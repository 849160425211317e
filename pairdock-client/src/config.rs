use std::{
    fs,
    io::{self, Write},
    path::{Path, PathBuf},
    time::Duration,
};

use pairdock_core::{DEFAULT_SCHEME, DEFAULT_SERVER_PORT};
use serde::{Deserialize, Serialize};
use thiserror::Error;

use crate::controller::PairingSettings;

/// `config.json` is expected to be tiny; refuse anything larger.
pub const MAX_CONFIG_BYTES: u64 = 64 * 1024;
pub const MAX_DEVICE_NAME_LEN: usize = 128;
pub const MAX_KEY_FILE_BYTES: u64 = 1024;

const CONFIG_FILE_NAME: &str = "config.json";
const KEY_FILE_NAME: &str = "pairing.key";

#[derive(Debug, Clone, Serialize, Deserialize, PartialEq, Eq)]
pub struct PairingConfig {
    #[serde(default = "default_port")]
    pub port: u16,
    #[serde(default)]
    pub device_name: Option<String>,
    /// Interface to advertise, e.g. `en0`. `None` picks automatically.
    #[serde(default)]
    pub network_adapter: Option<String>,
    #[serde(default)]
    pub plus: bool,
    #[serde(default = "default_scheme")]
    pub scheme: String,
}

fn default_port() -> u16 {
    DEFAULT_SERVER_PORT
}

fn default_scheme() -> String {
    DEFAULT_SCHEME.to_owned()
}

impl Default for PairingConfig {
    fn default() -> Self {
        Self {
            port: default_port(),
            device_name: None,
            network_adapter: None,
            plus: false,
            scheme: default_scheme(),
        }
    }
}

impl PairingConfig {
    pub fn settings(&self) -> PairingSettings {
        PairingSettings {
            port: Some(self.port),
            device_name: self.device_name.clone(),
            network_adapter: self.network_adapter.clone(),
            plus: self.plus,
        }
    }
}

#[derive(Debug, Error)]
pub enum ConfigLoadError {
    #[error("cannot stat {}: {source}", path.display())]
    Metadata { path: PathBuf, source: io::Error },
    #[error("{} is too large: {size} bytes (max {max})", path.display())]
    TooLarge { path: PathBuf, size: u64, max: u64 },
    #[error("cannot read {}: {source}", path.display())]
    Read { path: PathBuf, source: io::Error },
    #[error("config is not valid JSON: {0}")]
    Parse(#[from] serde_json::Error),
    #[error("invalid config: {0}")]
    Invalid(String),
}

#[derive(Debug, Error)]
pub enum ConfigSaveError {
    #[error("invalid config: {0}")]
    Invalid(String),
    #[error("config serialization failed: {0}")]
    Serialize(#[from] serde_json::Error),
    #[error("cannot write {}: {source}", path.display())]
    Write { path: PathBuf, source: io::Error },
    #[error("cannot restrict permissions on {}: {source}", path.display())]
    Permissions { path: PathBuf, source: io::Error },
    #[error("cannot move {} into place: {source}", path.display())]
    Rename { path: PathBuf, source: io::Error },
}

pub fn validate_config(cfg: &PairingConfig) -> Result<(), String> {
    let mut errors: Vec<String> = Vec::new();

    if cfg.port == 0 {
        errors.push("Port must be between 1 and 65535.".to_string());
    }

    if let Some(name) = cfg.device_name.as_deref()
        && name.chars().count() > MAX_DEVICE_NAME_LEN
    {
        errors.push(format!(
            "Device name is too long ({} > {} chars).",
            name.chars().count(),
            MAX_DEVICE_NAME_LEN
        ));
    }

    if !is_scheme_token(&cfg.scheme) {
        errors.push(format!(
            "Scheme `{}` must start with a letter and contain only letters, digits, `+`, `-` or `.`.",
            cfg.scheme
        ));
    }

    if errors.is_empty() {
        Ok(())
    } else {
        Err(errors.join(" "))
    }
}

fn is_scheme_token(scheme: &str) -> bool {
    let mut chars = scheme.chars();
    chars.next().is_some_and(|c| c.is_ascii_alphabetic())
        && chars.all(|c| c.is_ascii_alphanumeric() || matches!(c, '+' | '-' | '.'))
}

pub fn config_dir() -> PathBuf {
    let dir = if let Some(override_dir) = std::env::var_os("PAIRDOCK_CONFIG_DIR") {
        PathBuf::from(override_dir)
    } else if let Some(base) = std::env::var_os("LOCALAPPDATA") {
        PathBuf::from(base).join("Pairdock")
    } else if let Some(base) = std::env::var_os("XDG_CONFIG_HOME") {
        PathBuf::from(base).join("pairdock")
    } else if let Some(home) = std::env::var_os("HOME") {
        PathBuf::from(home).join(".config").join("pairdock")
    } else {
        PathBuf::from(".")
    };
    let _ = fs::create_dir_all(&dir);
    dir
}

pub fn config_path() -> PathBuf {
    config_dir().join(CONFIG_FILE_NAME)
}

pub fn key_path() -> PathBuf {
    config_dir().join(KEY_FILE_NAME)
}

pub fn parse_config_json(data: &str) -> Result<PairingConfig, ConfigLoadError> {
    let cfg = serde_json::from_str::<PairingConfig>(data)?;
    validate_config(&cfg).map_err(ConfigLoadError::Invalid)?;
    Ok(cfg)
}

fn read_bounded(path: &Path, max: u64) -> Result<String, ConfigLoadError> {
    let size = fs::metadata(path)
        .map_err(|source| ConfigLoadError::Metadata {
            path: path.to_owned(),
            source,
        })?
        .len();
    if size > max {
        return Err(ConfigLoadError::TooLarge {
            path: path.to_owned(),
            size,
            max,
        });
    }
    fs::read_to_string(path).map_err(|source| ConfigLoadError::Read {
        path: path.to_owned(),
        source,
    })
}

/// `Ok(None)` when no config has been saved yet.
pub fn load_config_from_path(path: &Path) -> Result<Option<PairingConfig>, ConfigLoadError> {
    if !path.exists() {
        return Ok(None);
    }
    let data = read_bounded(path, MAX_CONFIG_BYTES)?;
    parse_config_json(&data).map(Some)
}

pub fn save_config_to_path(path: &Path, cfg: &PairingConfig) -> Result<(), ConfigSaveError> {
    validate_config(cfg).map_err(ConfigSaveError::Invalid)?;
    let payload = serde_json::to_string_pretty(cfg)?;
    write_replacing(path, payload.as_bytes(), FileAccess::Shared)
}

pub fn save_config_with_retry(path: &Path, cfg: &PairingConfig) -> Result<(), ConfigSaveError> {
    with_retry(|| save_config_to_path(path, cfg))
}

/// Previously issued pairing key, if one was saved.
pub fn load_key_from_path(path: &Path) -> Result<Option<String>, ConfigLoadError> {
    if !path.exists() {
        return Ok(None);
    }
    let data = read_bounded(path, MAX_KEY_FILE_BYTES)?;
    let key = data.trim();
    Ok((!key.is_empty()).then(|| key.to_owned()))
}

/// Saves the pairing key readable by the current user only. The file never
/// exists on disk with wider permissions, not even as the temp copy.
pub fn save_key_with_retry(path: &Path, key: &str) -> Result<(), ConfigSaveError> {
    with_retry(|| write_replacing(path, key.as_bytes(), FileAccess::OwnerOnly))
}

#[derive(Debug, Clone, Copy, PartialEq, Eq)]
enum FileAccess {
    Shared,
    OwnerOnly,
}

/// Writes `bytes` to a sibling temp file, then renames it over `path` so
/// readers see either the old contents or the new, never a torn write.
fn write_replacing(path: &Path, bytes: &[u8], access: FileAccess) -> Result<(), ConfigSaveError> {
    let tmp = path.with_extension("tmp");
    let write_err = |source| ConfigSaveError::Write {
        path: tmp.clone(),
        source,
    };

    let mut file = open_for_replace(&tmp, access).map_err(write_err)?;
    if access == FileAccess::OwnerOnly {
        // A stale temp file keeps its old mode; `mode` only applies on create.
        restrict_to_owner(&file).map_err(|source| ConfigSaveError::Permissions {
            path: tmp.clone(),
            source,
        })?;
    }
    file.write_all(bytes).map_err(write_err)?;
    file.sync_all().map_err(write_err)?;
    drop(file);

    fs::rename(&tmp, path).map_err(|source| ConfigSaveError::Rename {
        path: path.to_owned(),
        source,
    })
}

#[cfg(unix)]
fn open_for_replace(tmp: &Path, access: FileAccess) -> io::Result<fs::File> {
    use std::os::unix::fs::OpenOptionsExt;

    let mut options = fs::OpenOptions::new();
    options.write(true).create(true).truncate(true);
    if access == FileAccess::OwnerOnly {
        options.mode(0o600);
    }
    options.open(tmp)
}

#[cfg(not(unix))]
fn open_for_replace(tmp: &Path, _access: FileAccess) -> io::Result<fs::File> {
    fs::OpenOptions::new()
        .write(true)
        .create(true)
        .truncate(true)
        .open(tmp)
}

#[cfg(unix)]
fn restrict_to_owner(file: &fs::File) -> io::Result<()> {
    use std::os::unix::fs::PermissionsExt;

    file.set_permissions(fs::Permissions::from_mode(0o600))
}

#[cfg(not(unix))]
fn restrict_to_owner(_file: &fs::File) -> io::Result<()> {
    Ok(())
}

fn with_retry<F>(mut attempt_save: F) -> Result<(), ConfigSaveError>
where
    F: FnMut() -> Result<(), ConfigSaveError>,
{
    const MAX_ATTEMPTS: u32 = 3;
    const BACKOFF_BASE_MS: u64 = 50;

    let mut attempt = 1;
    loop {
        match attempt_save() {
            Ok(()) => return Ok(()),
            // Validation will not succeed on a second try.
            Err(err @ ConfigSaveError::Invalid(_)) => return Err(err),
            Err(err) if attempt >= MAX_ATTEMPTS => return Err(err),
            Err(_) => {
                let backoff_ms = BACKOFF_BASE_MS.saturating_mul(1_u64 << (attempt - 1));
                std::thread::sleep(Duration::from_millis(backoff_ms));
                attempt += 1;
            }
        }
    }
}
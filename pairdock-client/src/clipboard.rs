use std::sync::{Mutex, PoisonError};

use arboard::Clipboard;

pub trait ClipboardSink: Send + Sync {
    fn set_text(&self, value: &str) -> Result<(), String>;
}

/// The system pasteboard. A fresh handle is opened per write since some
/// platforms invalidate long-lived handles.
#[derive(Debug, Default)]
pub struct SystemClipboard;

impl ClipboardSink for SystemClipboard {
    fn set_text(&self, value: &str) -> Result<(), String> {
        let mut clipboard = Clipboard::new().map_err(|err| err.to_string())?;
        clipboard
            .set_text(value.to_owned())
            .map_err(|err| err.to_string())
    }
}

/// In-process clipboard, used by headless hosts and tests.
#[derive(Debug, Default)]
pub struct MemoryClipboard {
    contents: Mutex<Option<String>>,
}

impl MemoryClipboard {
    pub fn contents(&self) -> Option<String> {
        self.contents
            .lock()
            .unwrap_or_else(PoisonError::into_inner)
            .clone()
    }
}

impl ClipboardSink for MemoryClipboard {
    fn set_text(&self, value: &str) -> Result<(), String> {
        *self.contents.lock().unwrap_or_else(PoisonError::into_inner) = Some(value.to_owned());
        Ok(())
    }
}
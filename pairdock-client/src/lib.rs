pub mod address;
pub mod clipboard;
pub mod config;
pub mod confirmation;
pub mod controller;
pub mod logging;
pub mod render;

pub use controller::{
    Collaborators, CopyError, PairingScreenController, PairingSettings, RefreshSignal,
    ScreenOptions, ScreenUpdate,
};
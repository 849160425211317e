use std::{
    fs::{File, OpenOptions},
    io,
    path::Path,
    sync::Mutex,
};

use tracing_subscriber::{EnvFilter, fmt::writer::BoxMakeWriter};

/// Installs the global subscriber, filtered by `RUST_LOG` (default `info`).
///
/// With a log file the output is appended there without ANSI colours; if it
/// cannot be opened the subscriber falls back to stderr.
pub fn init_logging(log_file: Option<&Path>) {
    let env_filter = EnvFilter::try_from_default_env().unwrap_or_else(|_| EnvFilter::new("info"));

    let file = log_file.and_then(|path| match open_log_file(path) {
        Ok(file) => Some(file),
        Err(err) => {
            eprintln!("failed to open log file {}: {err}", path.display());
            None
        }
    });

    let (writer, ansi) = match file {
        // `Mutex<File>` serializes whole events from concurrent threads.
        Some(file) => (BoxMakeWriter::new(Mutex::new(file)), false),
        None => (BoxMakeWriter::new(io::stderr), true),
    };

    tracing_subscriber::fmt()
        .with_env_filter(env_filter)
        .with_ansi(ansi)
        .with_writer(writer)
        .init();
}

fn open_log_file(path: &Path) -> io::Result<File> {
    if let Some(parent) = path.parent().filter(|p| !p.as_os_str().is_empty()) {
        std::fs::create_dir_all(parent)?;
    }
    OpenOptions::new().create(true).append(true).open(path)
}
//! Priority and weather-suitability scores.
//!
//! Both scores are additive heuristics on a 1..=10 scale. They are
//! deterministic apart from an injected [`Jitter`] source, which callers use
//! to break ties between otherwise identical requests.

use rand::rngs::StdRng;
use rand::{Rng, SeedableRng};

use crate::burn::BurnRequest;
use crate::weather::{AtmosphericStability, WeatherObservation};

/// Lowest score either function returns.
pub const MIN_SCORE: f64 = 1.0;
/// Highest score either function returns.
pub const MAX_SCORE: f64 = 10.0;
/// Largest absolute jitter a [`SeededJitter`] will produce.
pub const MAX_JITTER: f64 = 0.5;

const BASE_SCORE: f64 = 5.0;

/// Source of small score perturbations.
pub trait Jitter {
    /// Next perturbation, expected within `[-MAX_JITTER, MAX_JITTER]`.
    fn sample(&mut self) -> f64;
}

/// Disables jitter.
#[derive(Debug, Clone, Copy, Default, PartialEq, Eq)]
pub struct NoJitter;

impl Jitter for NoJitter {
    fn sample(&mut self) -> f64 {
        0.0
    }
}

/// Uniform jitter from a seeded `StdRng`.
#[derive(Debug, Clone)]
pub struct SeededJitter {
    rng: StdRng,
    amplitude: f64,
}

impl SeededJitter {
    /// Full-amplitude (±0.5) jitter.
    #[must_use]
    pub fn new(seed: u64) -> Self {
        Self::with_amplitude(seed, MAX_JITTER)
    }

    /// Jitter in `±amplitude`; the amplitude is clamped into `[0, 0.5]`.
    #[must_use]
    pub fn with_amplitude(seed: u64, amplitude: f64) -> Self {
        let amplitude = if amplitude.is_finite() {
            amplitude.clamp(0.0, MAX_JITTER)
        } else {
            0.0
        };
        Self {
            rng: StdRng::seed_from_u64(seed),
            amplitude,
        }
    }

    /// Half-width of the jitter interval.
    #[must_use]
    pub const fn amplitude(&self) -> f64 {
        self.amplitude
    }
}

impl Jitter for SeededJitter {
    fn sample(&mut self) -> f64 {
        if self.amplitude == 0.0 {
            return 0.0;
        }
        self.rng.random_range(-self.amplitude..=self.amplitude)
    }
}

fn clamp_score(score: f64) -> f64 {
    score.clamp(MIN_SCORE, MAX_SCORE)
}

/// Scheduling priority of a burn request.
///
/// Larger fields and fuels that are hard to dispose of otherwise rank higher;
/// calm, very windy or very dry conditions rank lower.
pub fn priority_score(
    burn: &BurnRequest,
    weather: &WeatherObservation,
    jitter: &mut dyn Jitter,
) -> f64 {
    let mut score = BASE_SCORE + (burn.acreage / 100.0).min(2.0);

    if weather.wind_speed < 5.0 {
        score -= 1.0;
    }
    if weather.wind_speed > 15.0 {
        score -= 1.5;
    }
    if weather.humidity < 30.0 {
        score -= 1.0;
    }
    if weather.humidity > 70.0 {
        score += 0.5;
    }

    score += burn.fuel_type.priority_bonus();
    score += jitter.sample();
    clamp_score(score)
}

/// Additive stability term of the suitability score.
#[must_use]
pub const fn stability_bonus(stability: AtmosphericStability) -> f64 {
    match stability {
        AtmosphericStability::VeryUnstable => 2.0,
        AtmosphericStability::Unstable => 1.0,
        AtmosphericStability::Neutral => 0.0,
        AtmosphericStability::Stable => -1.0,
        AtmosphericStability::VeryStable => -1.5,
    }
}

/// How suitable the weather is for burning at all.
///
/// Rewards moderate wind, moderate humidity, mild temperature (Celsius) and
/// unstable air that mixes smoke upward.
pub fn weather_suitability_score(weather: &WeatherObservation, jitter: &mut dyn Jitter) -> f64 {
    let mut score = BASE_SCORE;

    let wind = weather.wind_speed;
    if (5.0..=12.0).contains(&wind) {
        score += 2.0;
    } else if !(3.0..=20.0).contains(&wind) {
        score -= 2.0;
    }

    let humidity = weather.humidity;
    if (40.0..=70.0).contains(&humidity) {
        score += 1.5;
    } else if !(25.0..=85.0).contains(&humidity) {
        score -= 1.5;
    }

    score += stability_bonus(weather.atmospheric_stability);

    if (15.0..=30.0).contains(&weather.temperature) {
        score += 1.0;
    }

    score += jitter.sample();
    clamp_score(score)
}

» Required action
Scan the records for lines with the word "contains". Report how many, with no other words.

» Written answer
5